In 1941-42, the swaying of the North African front made life difficult for the Fascist Italian film industry. The troupe shooting I cavalieri del deserto, for example, had to flee when Allied forces, shooting in a different manner, approached too near. This movie’s scriptwriters, engaged in adapting a racy Emilio Salgari novel, were Vittorio Mussolini, eldest son of the dictator, and Federico Fellini, famous in the post-war era for his wry portrayals of his people’s peccadilloes. It might seem an unlikely partnership. Yet such conjunctions and disjunctions lie at the heart of Ruth Ben-Ghiat’s fine study of the intricacies of her subject.
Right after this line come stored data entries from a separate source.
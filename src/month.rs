//! Calendar month keys used to bucket transactions by year and month.

use std::{fmt::Display, str::FromStr};

use serde::{Deserialize, Deserializer, Serialize, Serializer};
use time::{Date, Duration, Month};

use crate::Error;

/// The earliest year a month key or stored date may have.
pub const MIN_YEAR: i32 = 0;

/// The latest year a month key or stored date may have.
pub const MAX_YEAR: i32 = 9999;

/// Check that `year` can be written as a four digit `YYYY` key.
///
/// # Errors
///
/// Returns [Error::YearOutOfRange] if `year` is outside [MIN_YEAR] to [MAX_YEAR].
pub fn check_year(year: i32) -> Result<i32, Error> {
    if (MIN_YEAR..=MAX_YEAR).contains(&year) {
        Ok(year)
    } else {
        Err(Error::YearOutOfRange(year))
    }
}

/// A year and month, e.g. `2024-01`.
///
/// Keys order chronologically and are written as `YYYY-MM`, both by
/// [Display] and when serialized.
#[derive(Debug, Clone, Copy, PartialEq, Eq, Hash, PartialOrd, Ord)]
pub struct MonthKey {
    year: i32,
    month: Month,
}

impl MonthKey {
    /// Create a month key.
    pub fn new(year: i32, month: Month) -> Self {
        Self { year, month }
    }

    /// Create a month key from a month number between 1 and 12.
    ///
    /// # Errors
    ///
    /// Returns [Error::InvalidMonth] if `month` is outside 1 to 12, or
    /// [Error::YearOutOfRange] if `year` is outside [MIN_YEAR] to [MAX_YEAR].
    pub fn from_numbers(year: i32, month: u8) -> Result<Self, Error> {
        let year = check_year(year)?;
        let month = Month::try_from(month).map_err(|_| Error::InvalidMonth(month))?;

        Ok(Self { year, month })
    }

    /// The month that `date` falls in.
    pub fn of(date: Date) -> Self {
        Self {
            year: date.year(),
            month: date.month(),
        }
    }

    /// The year of the key.
    pub fn year(&self) -> i32 {
        self.year
    }

    /// The month of the key.
    pub fn month(&self) -> Month {
        self.month
    }

    /// The month before this one.
    pub fn previous(&self) -> Self {
        match self.month {
            Month::January => Self::new(self.year - 1, Month::December),
            month => Self::new(self.year, month.previous()),
        }
    }

    /// The month after this one.
    pub fn next(&self) -> Self {
        match self.month {
            Month::December => Self::new(self.year + 1, Month::January),
            month => Self::new(self.year, month.next()),
        }
    }

    /// The first day of the month.
    ///
    /// # Errors
    ///
    /// Returns [Error::YearOutOfRange] if the year is outside [MIN_YEAR] to [MAX_YEAR].
    pub fn first_day(&self) -> Result<Date, Error> {
        let year = check_year(self.year)?;

        Date::from_calendar_date(year, self.month, 1).map_err(|_| Error::YearOutOfRange(year))
    }

    /// The last day of the month.
    ///
    /// # Errors
    ///
    /// Returns [Error::YearOutOfRange] if the year is outside [MIN_YEAR] to [MAX_YEAR].
    pub fn last_day(&self) -> Result<Date, Error> {
        match self.month {
            // Stepping to January would leave the supported range in the last year.
            Month::December => {
                let year = check_year(self.year)?;

                Date::from_calendar_date(year, Month::December, 31)
                    .map_err(|_| Error::YearOutOfRange(year))
            }
            _ => Ok(self.next().first_day()? - Duration::days(1)),
        }
    }

    /// The `count` months that end with (and include) this month, oldest first.
    ///
    /// The window stops early at January of [MIN_YEAR].
    pub fn window_ending_here(&self, count: u32) -> Vec<MonthKey> {
        let earliest = Self::new(MIN_YEAR, Month::January);
        let mut months = Vec::new();
        let mut month = *self;

        for _ in 0..count {
            months.push(month);

            if month <= earliest {
                break;
            }

            month = month.previous();
        }

        months.reverse();
        months
    }
}

impl Display for MonthKey {
    fn fmt(&self, f: &mut std::fmt::Formatter<'_>) -> std::fmt::Result {
        write!(f, "{:04}-{:02}", self.year, u8::from(self.month))
    }
}

impl FromStr for MonthKey {
    type Err = Error;

    fn from_str(s: &str) -> Result<Self, Self::Err> {
        let invalid = || Error::InvalidMonthKey(s.to_owned());

        let (year, month) = s.split_once('-').ok_or_else(invalid)?;

        if year.len() != 4 || month.len() != 2 {
            return Err(invalid());
        }

        let year = year.parse().map_err(|_| invalid())?;
        let month = month.parse().map_err(|_| invalid())?;

        MonthKey::from_numbers(year, month).map_err(|_| invalid())
    }
}

impl Serialize for MonthKey {
    fn serialize<S: Serializer>(&self, serializer: S) -> Result<S::Ok, S::Error> {
        serializer.collect_str(self)
    }
}

impl<'de> Deserialize<'de> for MonthKey {
    fn deserialize<D: Deserializer<'de>>(deserializer: D) -> Result<Self, D::Error> {
        let text = String::deserialize(deserializer)?;

        text.parse().map_err(serde::de::Error::custom)
    }
}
Her gaze is directed at films produced in Fascist Italy with themes that tied in with the dictatorship’s violent rule of those colonies it had inherited from the Liberals (Libya, Eritrea, Somalia) and those it conquered (Ethiopia in 1935-36, Albania in 1939). Her purpose, she explains at the end of the book, is to display the “emphatic yet elusive relationship” such Fascist cinema had with “its own times”, a history with its own peaks and troughs, especially as Italy’s Second World War became a story of defeat and imperial loss. Films made in the 1930s centred much of their appeal and message on being shot on site, where the extras, white and black, were “real” and only lead roles were taken by “stars”. By contrast, Bengasi, which won the major prize at the Venice Biennale in the year of its release (1942), was filmed, of necessity, at Rome’s Cinecittà. Nonetheless, the regime did spare 5,000 soldiers from its ever more hard-pressed war fronts to give flesh to the movie’s battle scenes. Here, notes Ben-Ghiat, was a “measure of the importance” of cinema to the regime.
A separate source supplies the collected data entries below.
//! Report HTTP handlers.

use std::{
    collections::BTreeMap,
    sync::{Arc, Mutex},
};

use axum::{
    Extension, Json,
    extract::{FromRef, Path, Query, State},
};
use rusqlite::Connection;
use serde::Deserialize;

use crate::{
    AppState, Error,
    aggregation::{
        GroupedTransaction, MonthlyTotals, build_history, compute_totals,
        compute_totals_by_category, group_by_section,
    },
    category::get_taxonomy,
    month::MonthKey,
    report::MAX_HISTORY_MONTHS,
    transaction::{Transaction, get_transaction_months, get_transactions_in_range},
    user::UserId,
};

/// Expenses in this category move money between accounts and are left out of expense reports.
const TRANSFER_CATEGORY: &str = "Transfer";

/// The state needed for the report handlers.
#[derive(Debug, Clone)]
pub struct ReportState {
    /// The database connection for reading transactions.
    pub db_connection: Arc<Mutex<Connection>>,
    /// The default length of the history report in months.
    pub history_months: u32,
}

impl FromRef<AppState> for ReportState {
    fn from_ref(state: &AppState) -> Self {
        Self {
            db_connection: state.db_connection.clone(),
            history_months: state.report_config.history_months,
        }
    }
}

/// Query parameters for the history report.
#[derive(Debug, Default, Deserialize)]
pub struct HistoryQuery {
    /// How many months to include, ending with the latest month that has transactions.
    pub months: Option<u32>,
}

/// Get the user's transactions for the month in the request path, oldest first.
fn get_month_transactions(
    user_id: &UserId,
    (year, month): (i32, u8),
    connection: &Connection,
) -> Result<Vec<Transaction>, Error> {
    let month = MonthKey::from_numbers(year, month)?;

    get_transactions_in_range(user_id, month.first_day()?, month.last_day()?, connection)
}

/// A route handler that returns the transactions in a month.
pub async fn get_month_transactions_endpoint(
    State(state): State<ReportState>,
    Extension(user_id): Extension<UserId>,
    Path(year_month): Path<(i32, u8)>,
) -> Result<Json<Vec<Transaction>>, Error> {
    let connection = state
        .db_connection
        .lock()
        .map_err(|_| Error::DatabaseLockError)?;

    get_month_transactions(&user_id, year_month, &connection).map(Json)
}

/// A route handler that returns a month's transactions grouped by section and category.
pub async fn get_grouped_endpoint(
    State(state): State<ReportState>,
    Extension(user_id): Extension<UserId>,
    Path(year_month): Path<(i32, u8)>,
) -> Result<Json<Vec<GroupedTransaction>>, Error> {
    let connection = state
        .db_connection
        .lock()
        .map_err(|_| Error::DatabaseLockError)?;

    let transactions = get_month_transactions(&user_id, year_month, &connection)?;
    let taxonomy = get_taxonomy(&user_id, &connection)?;

    Ok(Json(group_by_section(&transactions, &taxonomy)))
}

/// A route handler that returns a month's total income and expenses.
pub async fn get_totals_endpoint(
    State(state): State<ReportState>,
    Extension(user_id): Extension<UserId>,
    Path(year_month): Path<(i32, u8)>,
) -> Result<Json<MonthlyTotals>, Error> {
    let connection = state
        .db_connection
        .lock()
        .map_err(|_| Error::DatabaseLockError)?;

    let transactions = get_month_transactions(&user_id, year_month, &connection)?;

    Ok(Json(compute_totals(&transactions)))
}

/// A route handler that returns a month's expenses per category as positive amounts.
///
/// Income and transfers are left out.
pub async fn get_expenses_endpoint(
    State(state): State<ReportState>,
    Extension(user_id): Extension<UserId>,
    Path(year_month): Path<(i32, u8)>,
) -> Result<Json<BTreeMap<String, f64>>, Error> {
    let connection = state
        .db_connection
        .lock()
        .map_err(|_| Error::DatabaseLockError)?;

    let expenses: Vec<Transaction> = get_month_transactions(&user_id, year_month, &connection)?
        .into_iter()
        .filter(|transaction| transaction.amount < 0.0 && transaction.category != TRANSFER_CATEGORY)
        .collect();

    let totals = compute_totals_by_category(&expenses)
        .into_iter()
        .map(|(category, total)| (category, total.abs()))
        .collect();

    Ok(Json(totals))
}

/// A route handler that returns income and expenses for each month in a window
/// ending with the latest month that has transactions.
///
/// Months in the window without transactions are reported with zero totals.
/// The window is at most [MAX_HISTORY_MONTHS] long.
/// The response is empty when the user has no transactions.
pub async fn get_history_endpoint(
    State(state): State<ReportState>,
    Extension(user_id): Extension<UserId>,
    Query(query): Query<HistoryQuery>,
) -> Result<Json<BTreeMap<MonthKey, MonthlyTotals>>, Error> {
    let month_count = query
        .months
        .filter(|&months| months > 0)
        .unwrap_or(state.history_months)
        .clamp(1, MAX_HISTORY_MONTHS);

    let connection = state
        .db_connection
        .lock()
        .map_err(|_| Error::DatabaseLockError)?;

    let Some(latest) = get_transaction_months(&user_id, &connection)?.first().copied() else {
        return Ok(Json(BTreeMap::new()));
    };

    let window = latest.window_ending_here(month_count);
    let mut transactions_by_month: BTreeMap<MonthKey, Vec<Transaction>> =
        window.iter().map(|&month| (month, Vec::new())).collect();

    let start = window.first().map_or(latest, |&month| month).first_day()?;
    let end = latest.last_day()?;
    for transaction in get_transactions_in_range(&user_id, start, end, &connection)? {
        transactions_by_month
            .entry(MonthKey::of(transaction.date))
            .or_default()
            .push(transaction);
    }

    Ok(Json(build_history(&transactions_by_month)))
}

/// A route handler that returns the months that have transactions, newest first.
pub async fn get_range_endpoint(
    State(state): State<ReportState>,
    Extension(user_id): Extension<UserId>,
) -> Result<Json<Vec<MonthKey>>, Error> {
    let connection = state
        .db_connection
        .lock()
        .map_err(|_| Error::DatabaseLockError)?;

    get_transaction_months(&user_id, &connection).map(Json)
}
Ben-Ghiat begins with theoretical and historical introductions before transitioning into detailed readings of eight films: Kif Tebbi, 1928; Il grande appello, 1936; Luciano Serra, pilota, 1938; Lo squadrone bianco, 1936, perhaps Augusto Genina’s directorial masterpiece; Sentinelle di bronzo, 1937; L’Esclave blanc/Jungla nera, 1936; Sotto la Croce del Sud, 1938; and Un pilota ritorna, 1942 (one of young director Roberto Rossellini’s “Fascist” trilogy, soon to be replaced on screens by his “Anti-Fascist” trilogy led by Rome: Open City in 1945). She reads with acumen and span, her analysis ably reviewing Italian empire cinema’s parallels with, and differences from, films produced in older and greater empires such as those of Britain and France, in Italy’s Axis partner, Nazi Germany, or in Hollywood, already triumphant in its own imperium of publicity and sales. Despite Fascism’s devotion to “autarchy”, three-quarters of cinema tickets sold in Italy in 1938 were for Hollywood films. With such background sketched, each film is also scrutinised for its messages, witting and unwitting, visual and aural; Ben-Ghiat is acutely aware of sight and sound.
Sometimes readers might fear that the ghost of Derrida lurks in the margins of this monograph, advising that “there is nothing outside the text”. Certainly Ben‑Ghiat does not seriously ask who Vittorio Mussolini and Federico Fellini were in 1942, nor does she question how their relationship functioned. Yet this is a minor quibble. Italian Fascism’s Empire Cinema is the most subtle and detailed examination we have of a crucial element of the cultural practice of “totalitarian” dictatorship, Italian-style.
Richard Bosworth is senior research fellow, Jesus College, Oxford, and author of Italian Venice: A History (2014).
Italian Fascism’s Empire Cinema
By Ruth Ben-Ghiat
Indiana University Press, 420pp, £61.00 and £24.99
ISBN 9780253015525, 5594 and 5662 (e-book)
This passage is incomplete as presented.